Greco di Tufo Pietra Rosa 2019
In cantina con orgoglio mi fanno vedere una nota guida che ha posizionato questo vino che esce a 15€ tra i migliori in Italia nel 2017 al secondo posto. Il primo era il Barbaresco Crichet Pajè 2007 che esce a 700€ e il terzo era il Franciacorta extra brut Vittorio Moretti Riserva Meraviglioso Bellavista che esce a 560€.

Si capisce molto della qualità dei vini e della rigorosa serietà dei produttori che già così basterebbe. Ma il vino parla e si sa spiegare anche meglio. Con il suo naso nordico elegante e austero ma finissimo e puntuto. Nocciola e avocado che si fondono sinuosi con un seducente finale di pietra bagnata. In bocca è un vortice di piacere suadente e avvolgente, il bicchiere ti trascina in una danza leggiadra ma virile dove tutto è in equilibrio. Freschezza, acidità, sapidità e energia del vino sono perfettamente fusi e combinati. Il finale è interminabile e la bocca rimane perfetta, asciutta e piena di sapore.

Taurasi 2012
Il gioiello di famiglia e l’amore vero di Pasqualino. E’ un vino di una materia forte decisa e cupa come i contadini di queste terre. Se lo guardi è impenetrabile proprio come gli irpini ma dentro ha il fuoco dei giusti proprio come loro. Il naso è una bomba piccante di polvere da sparo e cioccolato amaro. Cupo e materico anche in bocca. Il tannino me lo aspettavo mordace e violento ma i quasi dieci anni di vita lo hanno reso di una dolcezza grezza molto piacevole. Ferro e piuma.

Mi ritrovo nelle note: acidità rilassata e orizzontale. E capisco cosa volevo intendere in effetti mentre bevevo. Non è una supercazzola e spero nella clemenza della corte. È lungo, caldo, sensuale. Come un cazzotto dolce dato da un amico per uno stupido gioco virile. Per amicizia e non per fare male. Me lo ribevo dopo qualche minuto e ringiovanisce nel bicchiere come Benjamin Button.
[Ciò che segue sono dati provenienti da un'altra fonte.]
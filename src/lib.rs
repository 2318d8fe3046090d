//! # EPlan
//!
//! 設施能源服務排程引擎
//!
//! 彙整各子 crate 的主要類型，讓使用者只需依賴這一個 crate：
//! - `eplan-core`：資料模型、參數配置與錯誤類型
//! - `eplan-calc`：成本表建構、月平均用電與報表
//! - `eplan-optimizer`：最佳服務序列搜尋

pub use eplan_calc::{
    AverageCalculator, CostTable, CostTableBuilder, MonthlyAverage, ScheduleReporter,
};
pub use eplan_core::{ConsumptionRecord, EplanError, Facility, PlanningConfig, Result};
pub use eplan_optimizer::{OptimalSequence, SearchStats, SequenceOptimizer};
//! 排程參數配置

use rust_decimal::Decimal;
use serde::{Deserialize, Serialize};

/// 服務序列規劃參數
#[derive(Debug, Clone, Serialize, Deserialize)]
pub struct PlanningConfig {
    /// 規劃天數（預設 7 天）
    pub horizon_days: u32,

    /// 切換設施的固定成本（預設 5）
    /// 僅在連續兩天指派不同設施時計入
    pub switch_cost: Decimal,

    /// 是否啟用剪枝
    /// - true: 以現任最佳成本剪除不可能更優的分支（預設）
    /// - false: 完整枚舉所有序列；結果不變，僅供驗證與除錯
    pub pruning_enabled: bool,
}

impl PlanningConfig {
    /// 創建預設的規劃參數（7 天、切換成本 5、啟用剪枝）
    pub fn new() -> Self {
        Self {
            horizon_days: 7,
            switch_cost: Decimal::from(5),
            pruning_enabled: true,
        }
    }

    /// 建構器模式：設置規劃天數
    pub fn with_horizon_days(mut self, days: u32) -> Self {
        self.horizon_days = days;
        self
    }

    /// 建構器模式：設置切換成本
    pub fn with_switch_cost(mut self, cost: Decimal) -> Self {
        self.switch_cost = cost;
        self
    }

    /// 建構器模式：設置是否啟用剪枝
    pub fn with_pruning_enabled(mut self, enabled: bool) -> Self {
        self.pruning_enabled = enabled;
        self
    }
}

impl Default for PlanningConfig {
    fn default() -> Self {
        Self::new()
    }
}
Un grande vino di un grande artigiano.

Ma il bello arriva solo ora.
Dopo avermi messo alla prova, superata evidentemente, il buon Pasqualino Di Prisco mi porta ancora in cantina ma stavolta come un vecchio amico. Prende due bicchieri tra le sue mani rocciose e ci dirigiamo spavaldi con mia grande eccitazione verso due grandi botti. Mi racconta che lui non ha mai fatto per scelta una riserva. Ma nel 2019 ha voluto fare una selezione mettendo la massa secondo lui migliore in una botte e il resto nella seconda. Pasqualino ridendo sotto i baffi che non ha non mi dice quale. In silenzio sacrale versa direttamente dalle botti e mi sfida ancora. Deglutisco prima a vuoto temendo una figura di merda epocale, e poi butto giù entrambi i vini con una ansia che nemmeno all’esame Ais avevo avuto.

Il verdetto è unanime. Figura di merda evitata e prova passata con successo e bacio accademico…ma in realtà è solo merito del vino che era troppo più bono!

L’aspetto con ansia questa riserva 2019. Arrivederci Pasqualino ci vediamo quando esce!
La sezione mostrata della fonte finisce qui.